5.15.2012

Quem muito quer nada tem

Queria escrever sobre a felicidade, sobre sentimentos bons e coisas bobas. Amenidades do dia-a-dia, brincadeiras de crianças, placar do jogo e todas as outras coisas que passam batidas no correr das horas. Queria falar de amores, nunca de suas dores. Queria cantarolar nas ruas, beber com amigos, sonhar colorido, comer pipoca de arroz e tomar muito soverte. Queria comer besteiras, brigadeiros e todo chocolate do mundo. Queria nadar pelado, correr no mato e escalar montanhas. Queria abrir o peito, coçar o saco e não pensar mal de ninguém. Queira falar menos e escrever mais. Queria ajudar os outros. Queria fazer caridade, sorrir sempre e não ouvir fofocas. Queria não dever dinheiro, muito menos obrigação.  Queira saber perdoar. Queira ser menos rígido, especialmente comigo mesmo. Queria escrever sobre as plantas, colher flores e ter um cachorro do meu lado. Queria não perder tempo. Queria gritar ao mundo palavras de incentivo, instigar carinhos nos outros e curar soluços. Queria tudo que não fosse o agora.

5.08.2012

And we'll run for our lives

Abriu os olhos. A claridade o cegava e o corpo coberto de orvalho pesava sobre o gramado verde. Levantou-se e começou a correr. Corria com a mesma intensidade com que correu no dia anterior. Corria com a mesma vontade com que correu todos os dias até hoje. Corria até desmaiar. Apagar, acordar e correr até novamente desvanecer. Não tinha escolha, tinha que correr. Corria por sua vida.

 

5.07.2012

O mesmo eu


I make the same mistakes, feels like I never learn, always give way too much for little in return. I haven’t changed a bit, I’m still not over it, I make the same mistakes.

3.09.2012

For the kill...


Um feito, outro por vir. Terminei, briguei, matei e defendi meu doutorado na Unicamp. Uma tese em haiku. "Diferenças & Inter-relações: avaliação da sustentabilidade na gestão das cadeias de oferta de bioenergia". Finito!

3.08.2012

Laços de família

Por dentro era prosa solta e toda idéia por ele grafada sua prisão doméstica. Nos textos o seu cotidiano.

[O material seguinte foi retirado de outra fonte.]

//! HTTP handlers for the books routes

use std::sync::Arc;

use axum::{
    extract::{
        rejection::{JsonRejection, QueryRejection},
        Path, Query, State,
    },
    Json,
};
use bookshelf_http::{AppResult, Envelope, Reply};

use super::models::{BookCreated, BookDetail, BookFilter, BookList, BookPayload, BookQuery};
use super::service::BookService;

/// `POST /books`
pub async fn create_book(
    State(books): State<Arc<BookService>>,
    payload: Result<Json<BookPayload>, JsonRejection>,
) -> AppResult<Reply<BookCreated>> {
    let Json(payload) = payload?;
    let book_id = books.create(payload).await?;

    Ok(Reply::created(
        Envelope::success(BookCreated { book_id }).with_message("book added"),
    ))
}

/// `GET /books?reading=&finished=&name=`
pub async fn list_books(
    State(books): State<Arc<BookService>>,
    query: Result<Query<BookQuery>, QueryRejection>,
) -> AppResult<Reply<BookList>> {
    let Query(query) = query?;
    let filter = BookFilter::from(query);
    let books = books.list(&filter).await;

    Ok(Reply::ok(Envelope::success(BookList { books })))
}

/// `GET /books/{bookId}`
pub async fn get_book(
    State(books): State<Arc<BookService>>,
    Path(book_id): Path<String>,
) -> AppResult<Reply<BookDetail>> {
    let book = books.get(&book_id).await?;
    Ok(Reply::ok(Envelope::success(BookDetail { book })))
}

/// `PUT /books/{bookId}`
pub async fn update_book(
    State(books): State<Arc<BookService>>,
    Path(book_id): Path<String>,
    payload: Result<Json<BookPayload>, JsonRejection>,
) -> AppResult<Reply> {
    let Json(payload) = payload?;
    books.update(&book_id, payload).await?;
    Ok(Reply::ok(Envelope::done("book updated")))
}

/// `DELETE /books/{bookId}`
pub async fn delete_book(
    State(books): State<Arc<BookService>>,
    Path(book_id): Path<String>,
) -> AppResult<Reply> {
    books.delete(&book_id).await?;
    Ok(Reply::ok(Envelope::done("book deleted")))
}

#[cfg(test)]
mod tests {
    use super::*;
    use crate::modules::books::clock::SystemClock;
    use crate::modules::books::id::testing::{FixedId, SequentialIds};
    use crate::modules::books::routes;
    use axum::{
        body::{to_bytes, Body},
        http::{header, Method, Request, StatusCode},
        Router,
    };
    use serde_json::{json, Value};
    use tower::ServiceExt;

    fn app() -> (Router, Arc<BookService>) {
        let books = Arc::new(BookService::new(
            Arc::new(SequentialIds::default()),
            Arc::new(SystemClock),
        ));
        let router = Router::new().nest("/books", routes::router(books.clone()));
        (router, books)
    }

    async fn send(router: &Router, method: Method, uri: &str, body: Option<Value>) -> (StatusCode, Value) {
        let mut request = Request::builder().method(method).uri(uri);
        let body = match body {
            Some(body) => {
                request = request.header(header::CONTENT_TYPE, "application/json");
                Body::from(body.to_string())
            }
            None => Body::empty(),
        };

        let response = router
            .clone()
            .oneshot(request.body(body).unwrap())
            .await
            .unwrap();
        let status = response.status();
        let bytes = to_bytes(response.into_body(), usize::MAX).await.unwrap();
        (status, serde_json::from_slice(&bytes).unwrap())
    }

    async fn create(router: &Router, body: Value) -> String {
        let (status, body) = send(router, Method::POST, "/books", Some(body)).await;
        assert_eq!(status, StatusCode::CREATED);
        body["data"]["bookId"].as_str().unwrap().to_string()
    }

    #[tokio::test]
    async fn create_returns_created_envelope() {
        let (router, _) = app();

        let (status, body) = send(
            &router,
            Method::POST,
            "/books",
            Some(json!({"name": "Dune", "pageCount": 400, "readPage": 400, "reading": false})),
        )
        .await;

        assert_eq!(status, StatusCode::CREATED);
        assert_eq!(
            body,
            json!({"status": "success", "message": "book added", "data": {"bookId": "book-1"}})
        );
    }

    #[tokio::test]
    async fn create_without_name_is_rejected() {
        let (router, books) = app();

        let (status, body) = send(
            &router,
            Method::POST,
            "/books",
            Some(json!({"pageCount": 10, "readPage": 1})),
        )
        .await;

        assert_eq!(status, StatusCode::BAD_REQUEST);
        assert_eq!(body, json!({"status": "fail", "message": "name required"}));
        assert_eq!(books.len().await, 0);
    }

    #[tokio::test]
    async fn create_with_invalid_page_range_is_rejected() {
        let (router, books) = app();

        let (status, body) = send(
            &router,
            Method::POST,
            "/books",
            Some(json!({"name": "Dune", "pageCount": 10, "readPage": 11})),
        )
        .await;

        assert_eq!(status, StatusCode::BAD_REQUEST);
        assert_eq!(body["message"], "invalid page range");
        assert_eq!(books.len().await, 0);
    }

    #[tokio::test]
    async fn malformed_body_uses_fail_envelope() {
        let (router, _) = app();

        let request = Request::builder()
            .method(Method::POST)
            .uri("/books")
            .header(header::CONTENT_TYPE, "application/json")
            .body(Body::from("{not json"))
            .unwrap();
        let response = router.oneshot(request).await.unwrap();

        assert_eq!(response.status(), StatusCode::BAD_REQUEST);
        let bytes = to_bytes(response.into_body(), usize::MAX).await.unwrap();
        let body: Value = serde_json::from_slice(&bytes).unwrap();
        assert_eq!(body["status"], "fail");
    }

    #[tokio::test]
    async fn get_returns_full_record() {
        let (router, _) = app();
        let id = create(
            &router,
            json!({
                "name": "Dune",
                "year": 1965,
                "author": "Frank Herbert",
                "summary": "Spice",
                "publisher": "Chilton",
                "pageCount": 400,
                "readPage": 100,
                "reading": true
            }),
        )
        .await;

        let (status, body) = send(&router, Method::GET, &format!("/books/{id}"), None).await;
        assert_eq!(status, StatusCode::OK);
        assert_eq!(body["status"], "success");

        let book = &body["data"]["book"];
        assert_eq!(book["id"], id.as_str());
        assert_eq!(book["name"], "Dune");
        assert_eq!(book["year"], 1965);
        assert_eq!(book["author"], "Frank Herbert");
        assert_eq!(book["summary"], "Spice");
        assert_eq!(book["publisher"], "Chilton");
        assert_eq!(book["pageCount"], 400);
        assert_eq!(book["readPage"], 100);
        assert_eq!(book["finished"], false);
        assert_eq!(book["reading"], true);
        assert_eq!(book["insertedAt"], book["updatedAt"]);
    }

    #[tokio::test]
    async fn year_round_trips_as_sent() {
        let (router, _) = app();
        let id = create(
            &router,
            json!({"name": "Dune", "year": "1965", "pageCount": 10, "readPage": 1}),
        )
        .await;

        let (status, body) = send(&router, Method::GET, &format!("/books/{id}"), None).await;
        assert_eq!(status, StatusCode::OK);
        assert_eq!(body["data"]["book"]["year"], "1965");
    }

    #[tokio::test]
    async fn null_counters_are_treated_as_omitted() {
        let (router, _) = app();
        let id = create(
            &router,
            json!({"name": "Dune", "pageCount": null, "readPage": null, "reading": null}),
        )
        .await;

        let (_, body) = send(&router, Method::GET, &format!("/books/{id}"), None).await;
        let book = &body["data"]["book"];
        assert_eq!(book["pageCount"], 0);
        assert_eq!(book["readPage"], 0);
        assert_eq!(book["reading"], false);
        assert_eq!(book["finished"], true);
    }

    #[tokio::test]
    async fn colliding_id_reports_fixed_failure_message() {
        let books = Arc::new(BookService::new(
            Arc::new(FixedId("same")),
            Arc::new(SystemClock),
        ));
        let router = Router::new().nest("/books", routes::router(books.clone()));

        create(&router, json!({"name": "Dune"})).await;
        let (status, body) = send(&router, Method::POST, "/books", Some(json!({"name": "Emma"}))).await;

        assert_eq!(status, StatusCode::INTERNAL_SERVER_ERROR);
        assert_eq!(
            body,
            json!({"status": "fail", "message": "book could not be added"})
        );
        assert_eq!(books.len().await, 1);
    }

    #[tokio::test]
    async fn get_unknown_book_is_not_found() {
        let (router, _) = app();

        let (status, body) = send(&router, Method::GET, "/books/nope", None).await;
        assert_eq!(status, StatusCode::NOT_FOUND);
        assert_eq!(body, json!({"status": "fail", "message": "book not found"}));
    }

    #[tokio::test]
    async fn list_filters_by_query() {
        let (router, _) = app();
        create(&router, json!({"name": "Harry Potter", "publisher": "Bloomsbury", "pageCount": 300, "readPage": 20, "reading": true})).await;
        create(&router, json!({"name": "Dune", "publisher": "Chilton", "pageCount": 400, "readPage": 400, "reading": false})).await;

        let (status, body) = send(&router, Method::GET, "/books", None).await;
        assert_eq!(status, StatusCode::OK);
        assert_eq!(
            body,
            json!({
                "status": "success",
                "data": {"books": [
                    {"id": "book-1", "name": "Harry Potter", "publisher": "Bloomsbury"},
                    {"id": "book-2", "name": "Dune", "publisher": "Chilton"}
                ]}
            })
        );

        let (_, body) = send(&router, Method::GET, "/books?reading=1", None).await;
        assert_eq!(body["data"]["books"], json!([{"id": "book-1", "name": "Harry Potter", "publisher": "Bloomsbury"}]));

        let (_, body) = send(&router, Method::GET, "/books?reading=0", None).await;
        assert_eq!(body["data"]["books"][0]["name"], "Dune");
        assert_eq!(body["data"]["books"].as_array().unwrap().len(), 1);

        let (_, body) = send(&router, Method::GET, "/books?finished=1", None).await;
        assert_eq!(body["data"]["books"][0]["name"], "Dune");

        let (_, body) = send(&router, Method::GET, "/books?name=harry", None).await;
        assert_eq!(body["data"]["books"][0]["name"], "Harry Potter");
        assert_eq!(body["data"]["books"].as_array().unwrap().len(), 1);

        let (status, body) = send(&router, Method::GET, "/books?name=tolkien", None).await;
        assert_eq!(status, StatusCode::OK);
        assert_eq!(body["data"]["books"], json!([]));
    }

    #[tokio::test]
    async fn update_responses() {
        let (router, _) = app();
        let id = create(&router, json!({"name": "Dune", "pageCount": 400, "readPage": 400})).await;
        let uri = format!("/books/{id}");

        let (status, body) = send(&router, Method::PUT, "/books/missing", Some(json!({"name": "Dune"}))).await;
        assert_eq!(status, StatusCode::NOT_FOUND);
        assert_eq!(body["message"], "book not found");

        let (status, body) = send(&router, Method::PUT, &uri, Some(json!({"pageCount": 1}))).await;
        assert_eq!(status, StatusCode::BAD_REQUEST);
        assert_eq!(body["message"], "name required");

        let (status, body) = send(&router, Method::PUT, &uri, Some(json!({"name": "Dune", "pageCount": 1, "readPage": 2}))).await;
        assert_eq!(status, StatusCode::BAD_REQUEST);
        assert_eq!(body["message"], "invalid page range");

        let (status, body) = send(&router, Method::PUT, &uri, Some(json!({"name": "Dune", "pageCount": 400, "readPage": 100, "reading": true}))).await;
        assert_eq!(status, StatusCode::OK);
        assert_eq!(body, json!({"status": "success", "message": "book updated"}));

        let (_, body) = send(&router, Method::GET, &uri, None).await;
        assert_eq!(body["data"]["book"]["readPage"], 100);
        assert_eq!(body["data"]["book"]["finished"], true);
    }

    #[tokio::test]
    async fn delete_responses() {
        let (router, books) = app();
        let id = create(&router, json!({"name": "Dune"})).await;

        let (status, body) = send(&router, Method::DELETE, "/books/missing", None).await;
        assert_eq!(status, StatusCode::NOT_FOUND);
        assert_eq!(body["status"], "fail");

        let (status, body) = send(&router, Method::DELETE, &format!("/books/{id}"), None).await;
        assert_eq!(status, StatusCode::OK);
        assert_eq!(body, json!({"status": "success", "message": "book deleted"}));
        assert_eq!(books.len().await, 0);
    }
}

Suas palavras davam forma e corpo aos pesadelos de vidas convencionais e estereotipadas que o cercavam. Vida que seguia se repetindo de geração para geração, submetendo-se as consciências e as vontades, por vezes divinas e muitas outras nem tanto. A letra era dissecação da sua condição de classe média decrescente. Válvula de escape para sua visão, desencantada e descrente dos liames familiares. Nele os “des-laços” de convenção e união familiar. Não lhe faltava amor e interesse. Pelo contrário, amava seu sangue e carne como ninguém. Era um deles e para todo sempre continuaria a ser, apenas o que crescia nele minavam a força do querer ficar. Antagônico. No fim restou-lhe: amor, uma galinha, e feliz aniversário.


Foto de casamento dos meus avós em 11 de maio de 1956.